- _Work required_: The response should contain every entry, reproduced exactly.

- _Records for the exercise_:
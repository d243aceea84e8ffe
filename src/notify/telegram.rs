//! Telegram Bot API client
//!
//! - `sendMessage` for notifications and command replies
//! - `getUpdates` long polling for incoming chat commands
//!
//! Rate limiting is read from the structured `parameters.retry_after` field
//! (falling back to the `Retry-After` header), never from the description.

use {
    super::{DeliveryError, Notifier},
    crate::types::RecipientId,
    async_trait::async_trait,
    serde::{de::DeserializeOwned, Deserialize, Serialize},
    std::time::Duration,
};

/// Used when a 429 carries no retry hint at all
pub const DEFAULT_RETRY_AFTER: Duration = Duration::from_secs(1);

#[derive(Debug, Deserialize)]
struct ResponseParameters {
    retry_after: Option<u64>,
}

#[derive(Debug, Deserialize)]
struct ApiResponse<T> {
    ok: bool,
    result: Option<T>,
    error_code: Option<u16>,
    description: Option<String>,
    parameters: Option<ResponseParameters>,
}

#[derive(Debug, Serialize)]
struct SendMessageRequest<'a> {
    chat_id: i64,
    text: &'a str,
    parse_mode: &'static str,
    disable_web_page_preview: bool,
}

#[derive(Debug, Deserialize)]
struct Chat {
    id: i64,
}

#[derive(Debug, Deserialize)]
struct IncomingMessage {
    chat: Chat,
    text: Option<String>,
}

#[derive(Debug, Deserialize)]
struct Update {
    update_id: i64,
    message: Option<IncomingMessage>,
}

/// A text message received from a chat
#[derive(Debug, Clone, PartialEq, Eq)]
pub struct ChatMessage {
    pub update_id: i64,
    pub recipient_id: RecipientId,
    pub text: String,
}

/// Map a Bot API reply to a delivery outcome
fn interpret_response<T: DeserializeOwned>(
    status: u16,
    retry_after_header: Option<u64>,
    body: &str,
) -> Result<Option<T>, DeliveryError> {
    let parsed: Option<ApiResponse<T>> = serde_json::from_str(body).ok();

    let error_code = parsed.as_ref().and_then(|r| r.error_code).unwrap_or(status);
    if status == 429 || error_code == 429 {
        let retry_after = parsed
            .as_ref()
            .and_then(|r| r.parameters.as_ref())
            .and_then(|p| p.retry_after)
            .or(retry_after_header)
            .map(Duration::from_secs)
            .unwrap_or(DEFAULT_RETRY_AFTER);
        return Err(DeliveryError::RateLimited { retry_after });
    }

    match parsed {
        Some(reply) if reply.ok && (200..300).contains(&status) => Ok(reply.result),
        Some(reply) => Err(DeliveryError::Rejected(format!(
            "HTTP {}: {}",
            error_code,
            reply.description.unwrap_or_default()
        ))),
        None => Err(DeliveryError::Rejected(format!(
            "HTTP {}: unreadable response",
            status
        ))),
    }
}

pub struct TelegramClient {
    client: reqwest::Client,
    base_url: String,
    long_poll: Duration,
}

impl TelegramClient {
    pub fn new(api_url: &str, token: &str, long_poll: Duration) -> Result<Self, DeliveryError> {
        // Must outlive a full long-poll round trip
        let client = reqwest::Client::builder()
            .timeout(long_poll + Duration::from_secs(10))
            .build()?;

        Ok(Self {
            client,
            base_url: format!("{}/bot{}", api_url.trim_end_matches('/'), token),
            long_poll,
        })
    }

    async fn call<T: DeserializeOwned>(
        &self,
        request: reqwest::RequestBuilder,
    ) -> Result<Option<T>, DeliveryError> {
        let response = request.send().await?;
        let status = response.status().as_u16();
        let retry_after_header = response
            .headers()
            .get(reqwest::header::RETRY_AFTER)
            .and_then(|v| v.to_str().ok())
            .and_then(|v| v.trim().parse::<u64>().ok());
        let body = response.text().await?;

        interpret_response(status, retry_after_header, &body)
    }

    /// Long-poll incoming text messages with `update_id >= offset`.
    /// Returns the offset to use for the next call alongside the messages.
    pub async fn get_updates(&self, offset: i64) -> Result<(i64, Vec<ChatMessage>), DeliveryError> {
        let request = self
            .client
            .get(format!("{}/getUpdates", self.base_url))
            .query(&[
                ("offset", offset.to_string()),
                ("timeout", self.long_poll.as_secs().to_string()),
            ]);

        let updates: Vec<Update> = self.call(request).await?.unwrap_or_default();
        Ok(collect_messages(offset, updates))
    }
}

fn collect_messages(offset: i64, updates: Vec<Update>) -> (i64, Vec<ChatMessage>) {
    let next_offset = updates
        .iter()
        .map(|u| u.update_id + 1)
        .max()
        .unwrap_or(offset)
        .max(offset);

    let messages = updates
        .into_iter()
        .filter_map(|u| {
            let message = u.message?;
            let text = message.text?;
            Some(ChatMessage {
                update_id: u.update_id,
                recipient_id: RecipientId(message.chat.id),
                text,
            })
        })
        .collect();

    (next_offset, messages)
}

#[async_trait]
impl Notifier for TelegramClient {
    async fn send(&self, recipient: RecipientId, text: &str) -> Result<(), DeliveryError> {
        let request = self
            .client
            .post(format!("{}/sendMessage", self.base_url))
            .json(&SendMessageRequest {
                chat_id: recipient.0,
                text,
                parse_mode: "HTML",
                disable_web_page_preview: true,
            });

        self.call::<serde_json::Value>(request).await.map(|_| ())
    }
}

- _Response area_:
repository d243aceea84e8ffe
filename src/notify/telegram.rs
//! Telegram Bot API client
//!
//! - `sendMessage` for notifications and command replies
//! - `getUpdates` long polling for incoming chat commands
//!
//! Rate limiting is read from the structured `parameters.retry_after` field
//! (falling back to the `Retry-After` header), never from the description.

use {
    super::{DeliveryError, Notifier},
    crate::types::RecipientId,
    async_trait::async_trait,
    serde::{de::DeserializeOwned, Deserialize, Serialize},
    std::time::Duration,
};

/// Used when a 429 carries no retry hint at all
pub const DEFAULT_RETRY_AFTER: Duration = Duration::from_secs(1);

#[derive(Debug, Deserialize)]
struct ResponseParameters {
    retry_after: Option<u64>,
}

#[derive(Debug, Deserialize)]
struct ApiResponse<T> {
    ok: bool,
    result: Option<T>,
    error_code: Option<u16>,
    description: Option<String>,
    parameters: Option<ResponseParameters>,
}

#[derive(Debug, Serialize)]
struct SendMessageRequest<'a> {
    chat_id: i64,
    text: &'a str,
    parse_mode: &'static str,
    disable_web_page_preview: bool,
}

#[derive(Debug, Deserialize)]
struct Chat {
    id: i64,
}

#[derive(Debug, Deserialize)]
struct IncomingMessage {
    chat: Chat,
    text: Option<String>,
}

#[derive(Debug, Deserialize)]
struct Update {
    update_id: i64,
    message: Option<IncomingMessage>,
}

/// A text message received from a chat
#[derive(Debug, Clone, PartialEq, Eq)]
pub struct ChatMessage {
    pub update_id: i64,
    pub recipient_id: RecipientId,
    pub text: String,
}

/// Map a Bot API reply to a delivery outcome
fn interpret_response<T: DeserializeOwned>(
    status: u16,
    retry_after_header: Option<u64>,
    body: &str,
) -> Result<Option<T>, DeliveryError> {
    let parsed: Option<ApiResponse<T>> = serde_json::from_str(body).ok();

    let error_code = parsed.as_ref().and_then(|r| r.error_code).unwrap_or(status);
    if status == 429 || error_code == 429 {
        let retry_after = parsed
            .as_ref()
            .and_then(|r| r.parameters.as_ref())
            .and_then(|p| p.retry_after)
            .or(retry_after_header)
            .map(Duration::from_secs)
            .unwrap_or(DEFAULT_RETRY_AFTER);
        return Err(DeliveryError::RateLimited { retry_after });
    }

    match parsed {
        Some(reply) if reply.ok && (200..300).contains(&status) => Ok(reply.result),
        Some(reply) => Err(DeliveryError::Rejected(format!(
            "HTTP {}: {}",
            error_code,
            reply.description.unwrap_or_default()
        ))),
        None => Err(DeliveryError::Rejected(format!(
            "HTTP {}: unreadable response",
            status
        ))),
    }
}

pub struct TelegramClient {
    client: reqwest::Client,
    base_url: String,
    long_poll: Duration,
}

impl TelegramClient {
    pub fn new(api_url: &str, token: &str, long_poll: Duration) -> Result<Self, DeliveryError> {
        // Must outlive a full long-poll round trip
        let client = reqwest::Client::builder()
            .timeout(long_poll + Duration::from_secs(10))
            .build()?;

        Ok(Self {
            client,
            base_url: format!("{}/bot{}", api_url.trim_end_matches('/'), token),
            long_poll,
        })
    }

    async fn call<T: DeserializeOwned>(
        &self,
        request: reqwest::RequestBuilder,
    ) -> Result<Option<T>, DeliveryError> {
        let response = request.send().await?;
        let status = response.status().as_u16();
        let retry_after_header = response
            .headers()
            .get(reqwest::header::RETRY_AFTER)
            .and_then(|v| v.to_str().ok())
            .and_then(|v| v.trim().parse::<u64>().ok());
        let body = response.text().await?;

        interpret_response(status, retry_after_header, &body)
    }

    /// Long-poll incoming text messages with `update_id >= offset`.
    /// Returns the offset to use for the next call alongside the messages.
    pub async fn get_updates(&self, offset: i64) -> Result<(i64, Vec<ChatMessage>), DeliveryError> {
        let request = self
            .client
            .get(format!("{}/getUpdates", self.base_url))
            .query(&[
                ("offset", offset.to_string()),
                ("timeout", self.long_poll.as_secs().to_string()),
            ]);

        let updates: Vec<Update> = self.call(request).await?.unwrap_or_default();
        Ok(collect_messages(offset, updates))
    }
}

fn collect_messages(offset: i64, updates: Vec<Update>) -> (i64, Vec<ChatMessage>) {
    let next_offset = updates
        .iter()
        .map(|u| u.update_id + 1)
        .max()
        .unwrap_or(offset)
        .max(offset);

    let messages = updates
        .into_iter()
        .filter_map(|u| {
            let message = u.message?;
            let text = message.text?;
            Some(ChatMessage {
                update_id: u.update_id,
                recipient_id: RecipientId(message.chat.id),
                text,
            })
        })
        .collect();

    (next_offset, messages)
}

#[async_trait]
impl Notifier for TelegramClient {
    async fn send(&self, recipient: RecipientId, text: &str) -> Result<(), DeliveryError> {
        let request = self
            .client
            .post(format!("{}/sendMessage", self.base_url))
            .json(&SendMessageRequest {
                chat_id: recipient.0,
                text,
                parse_mode: "HTML",
                disable_web_page_preview: true,
            });

        self.call::<serde_json::Value>(request).await.map(|_| ())
    }
}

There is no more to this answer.